Morgenmuffel? So fällt Ihnen das Aufstehen leichter!


Das frühmorgendliche Aufsteh-Ritual ist eine tägliche Qual? Statt frisch und gut erholt den Tag zu beginnen, drehen Sie sich lieber nochmal um, drücken den Wecker immer wieder auf Schlummern und dösen noch weitere kostbare Minuten im Bett? Hier kommen sechs Tipps, wie Sie den schönen Sommermorgen nicht verschlafen und besser aus den Federn kommen.

1. Versuchen Sie gar nicht sich vorzunehmen, beim ersten Klingen des Weckers gleich aus dem Bett zu springen. Aber öffnen Sie die Augen und lassen Sie diese offen. Fangen Sie an sich unter dem warmen Laken zu räkeln und zu strecken - das regt schon vor dem Aufstehen den Kreislauf an.

2. Stimmen Sie sich noch im Bett auf den Tag ein. Welche Pläne habe ich heute? Welche Highlights bringt der Tag mit sich? Gehen Sie im Geist den Tagesablauf durch. Das weckt Ihre geistigen Fähigkeiten.

3. Jetzt können Sie aufstehen und zuerst Ihre Vorhänge öffnen. Lassen Sie Licht ins Zimmer. Helligkeit unterstützt sie beim Wachwerden. Solange es dunkel ist, produziert der Körper Melatonin. Und dieses Hormon vermittelt uns, dass es noch Schlafenszeit ist.

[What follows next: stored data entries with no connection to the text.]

//! How native values present themselves to the writer.
//!
//! Every serializable type reports a [`Shape`]: one of the scalar kinds, a
//! date/time, a sequence, a key/value map, or a record. The writer only ever
//! matches on shapes, so supporting a new native type means implementing
//! [`Serializable`] for it and nothing else.
//!
//! Records are the one case that needs outside help: their members come from
//! a [`crate::resolver::TypeResolver`], keyed by the record's concrete type.
//! A struct becomes a record with [`Shape::record`] (or the
//! [`impl_record!`](crate::impl_record) macro).

use std::any::{Any, TypeId};
use std::borrow::Cow;
use std::collections::{BTreeMap, VecDeque};
use std::rc::Rc;
use std::sync::Arc;

use chrono::{DateTime, NaiveDateTime, Utc};
use indexmap::IndexMap;

use crate::resolver::MemberKind;
use crate::value::Value;

/// A native value that can be written as JSON.
pub trait Serializable {
    /// Describe this value to the writer.
    fn shape(&self) -> Shape<'_>;
}

/// Iterator over the elements of a sequence.
pub type SeqIter<'a> = Box<dyn Iterator<Item = &'a dyn Serializable> + 'a>;

/// Iterator over the entries of a map, in the map's own order.
pub type MapIter<'a> = Box<dyn Iterator<Item = (&'a str, &'a dyn Serializable)> + 'a>;

/// The runtime category of a native value.
pub enum Shape<'a> {
    Null,
    Bool(bool),
    /// Wide enough for every `i64` and `u64`.
    Integer(i128),
    Float(f64),
    Str(Cow<'a, str>),
    DateTime(DateTime<Utc>),
    Seq(SeqIter<'a>),
    Map(MapIter<'a>),
    Record(RecordRef<'a>),
}

impl<'a> Shape<'a> {
    /// Shape of a struct whose members are listed by the type resolver.
    pub fn record<T: Any>(value: &'a T) -> Self {
        Shape::Record(RecordRef::new(value))
    }

    /// Member kind this shape satisfies. `None` for null, which fits any kind.
    pub fn kind(&self) -> Option<MemberKind> {
        match self {
            Shape::Null => None,
            Shape::Bool(_)
            | Shape::Integer(_)
            | Shape::Float(_)
            | Shape::Str(_)
            | Shape::DateTime(_) => Some(MemberKind::Primitive),
            Shape::Seq(_) => Some(MemberKind::Collection),
            Shape::Map(_) => Some(MemberKind::Map),
            Shape::Record(_) => Some(MemberKind::Record),
        }
    }
}

/// A type-erased reference to a record.
///
/// Identity is the data address plus the concrete `TypeId`; a struct and its
/// first field can share an address but never a type.
#[derive(Clone, Copy)]
pub struct RecordRef<'a> {
    value: &'a dyn Any,
    type_id: TypeId,
    type_name: &'static str,
}

impl<'a> RecordRef<'a> {
    pub fn new<T: Any>(value: &'a T) -> Self {
        Self {
            value,
            type_id: TypeId::of::<T>(),
            type_name: std::any::type_name::<T>(),
        }
    }

    /// The record as `Any`, for member getters to downcast.
    pub fn value(&self) -> &'a dyn Any {
        self.value
    }

    pub fn type_id(&self) -> TypeId {
        self.type_id
    }

    /// Rust type name, used in error messages.
    pub fn type_name(&self) -> &'static str {
        self.type_name
    }

    pub(crate) fn identity(&self) -> (usize, TypeId) {
        let addr = self.value as *const dyn Any as *const () as usize;
        (addr, self.type_id)
    }
}

/// Implement [`Serializable`] for structs that are described by a resolver.
///
/// ```
/// struct Point { x: i32, y: i32 }
/// mfjson_core::impl_record!(Point);
/// ```
#[macro_export]
macro_rules! impl_record {
    ($($ty:ty),+ $(,)?) => {
        $(
            impl $crate::Serializable for $ty {
                fn shape(&self) -> $crate::Shape<'_> {
                    $crate::Shape::record(self)
                }
            }
        )+
    };
}

impl Serializable for () {
    fn shape(&self) -> Shape<'_> {
        Shape::Null
    }
}

impl Serializable for bool {
    fn shape(&self) -> Shape<'_> {
        Shape::Bool(*self)
    }
}

macro_rules! integer_shape {
    ($($ty:ty),*) => {
        $(
            impl Serializable for $ty {
                fn shape(&self) -> Shape<'_> {
                    Shape::Integer(*self as i128)
                }
            }
        )*
    };
}

integer_shape!(i8, i16, i32, i64, isize, u8, u16, u32, u64, usize);

impl Serializable for f64 {
    fn shape(&self) -> Shape<'_> {
        Shape::Float(*self)
    }
}

/// Widen via the shortest decimal form so 0.1f32 becomes 0.1, not the
/// exact binary expansion of the f32.
pub(crate) fn widen_f32(f: f32) -> f64 {
    if f.is_finite() {
        f.to_string().parse().unwrap_or(f64::from(f))
    } else {
        f64::from(f)
    }
}

impl Serializable for f32 {
    fn shape(&self) -> Shape<'_> {
        Shape::Float(widen_f32(*self))
    }
}

impl Serializable for str {
    fn shape(&self) -> Shape<'_> {
        Shape::Str(Cow::Borrowed(self))
    }
}

impl Serializable for String {
    fn shape(&self) -> Shape<'_> {
        Shape::Str(Cow::Borrowed(self))
    }
}

impl Serializable for Cow<'_, str> {
    fn shape(&self) -> Shape<'_> {
        Shape::Str(Cow::Borrowed(self))
    }
}

impl Serializable for char {
    fn shape(&self) -> Shape<'_> {
        Shape::Str(Cow::Owned(self.to_string()))
    }
}

impl Serializable for DateTime<Utc> {
    fn shape(&self) -> Shape<'_> {
        Shape::DateTime(*self)
    }
}

/// Naive timestamps are taken to be UTC.
impl Serializable for NaiveDateTime {
    fn shape(&self) -> Shape<'_> {
        Shape::DateTime(self.and_utc())
    }
}

impl<T: Serializable> Serializable for Option<T> {
    fn shape(&self) -> Shape<'_> {
        match self {
            Some(value) => value.shape(),
            None => Shape::Null,
        }
    }
}

impl<T: Serializable + ?Sized> Serializable for &T {
    fn shape(&self) -> Shape<'_> {
        (**self).shape()
    }
}

impl<T: Serializable + ?Sized> Serializable for Box<T> {
    fn shape(&self) -> Shape<'_> {
        (**self).shape()
    }
}

impl<T: Serializable + ?Sized> Serializable for Rc<T> {
    fn shape(&self) -> Shape<'_> {
        (**self).shape()
    }
}

impl<T: Serializable + ?Sized> Serializable for Arc<T> {
    fn shape(&self) -> Shape<'_> {
        (**self).shape()
    }
}

fn seq<'a, T: Serializable + 'a>(items: impl Iterator<Item = &'a T> + 'a) -> Shape<'a> {
    Shape::Seq(Box::new(items.map(|item| item as &dyn Serializable)))
}

impl<T: Serializable> Serializable for [T] {
    fn shape(&self) -> Shape<'_> {
        seq(self.iter())
    }
}

impl<T: Serializable, const N: usize> Serializable for [T; N] {
    fn shape(&self) -> Shape<'_> {
        seq(self.iter())
    }
}

impl<T: Serializable> Serializable for Vec<T> {
    fn shape(&self) -> Shape<'_> {
        seq(self.iter())
    }
}

impl<T: Serializable> Serializable for VecDeque<T> {
    fn shape(&self) -> Shape<'_> {
        seq(self.iter())
    }
}

impl<K: AsRef<str>, V: Serializable> Serializable for BTreeMap<K, V> {
    fn shape(&self) -> Shape<'_> {
        Shape::Map(Box::new(
            self.iter()
                .map(|(k, v)| (k.as_ref(), v as &dyn Serializable)),
        ))
    }
}

/// Entries are written in insertion order.
impl<K: AsRef<str>, V: Serializable, S> Serializable for IndexMap<K, V, S> {
    fn shape(&self) -> Shape<'_> {
        Shape::Map(Box::new(
            self.iter()
                .map(|(k, v)| (k.as_ref(), v as &dyn Serializable)),
        ))
    }
}

impl Serializable for Value {
    fn shape(&self) -> Shape<'_> {
        match self {
            Value::Null => Shape::Null,
            Value::Bool(b) => Shape::Bool(*b),
            Value::Integer(n) => Shape::Integer(i128::from(*n)),
            Value::Float(f) => Shape::Float(*f),
            Value::String(s) => Shape::Str(Cow::Borrowed(s)),
            Value::Array(items) => seq(items.iter()),
            Value::Object(pairs) => Shape::Map(Box::new(
                pairs
                    .iter()
                    .map(|(k, v)| (k.as_str(), v as &dyn Serializable)),
            )),
        }
    }
}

4. Lassen Sie mit dem Licht auch gleich frische Luft in Ihr Schlafzimmer. Am besten strecken Sie Kopf und Oberkörper aus dem Fenster. Oder Sie machen gleich erste Bewegungen auf Balkon, Terrasse oder Garten. So bekommen die Hirnzellen frischen Sauerstoff. Sie werden wach und agil.

5. Kälte macht zusätzlich munter: Neben frischer Morgenluft, hilft kaltes Wasser, die Lebensgeister zu erwecken - sei es als Gesichtswäsche oder unter der Dusche.

6. Machen Sie jetzt Ihre Lieblings-Musik an, die Sie richtig in Stimmung und auf Touren bringt. Das hebt Ihre Laune und macht Sie schneller fit für den Tag.

Wichtig dabei ist: Genießen Sie Ihre morgendlichen Rituale bewusst und ohne Stress: das erfrischende Duschen, das Frühstück, die Zeitung, das langsame in Fahrt kommen. Stehen Sie lieber ein paar Minuten früher auf und lassen Sie sich Zeit fürs Anziehen und den Arbeitsweg. So schaffen Sie sich einen wirkungsvollen Puffer zwischen dem Wachwerden am Morgen und der Leistungsanforderungen des Alltags.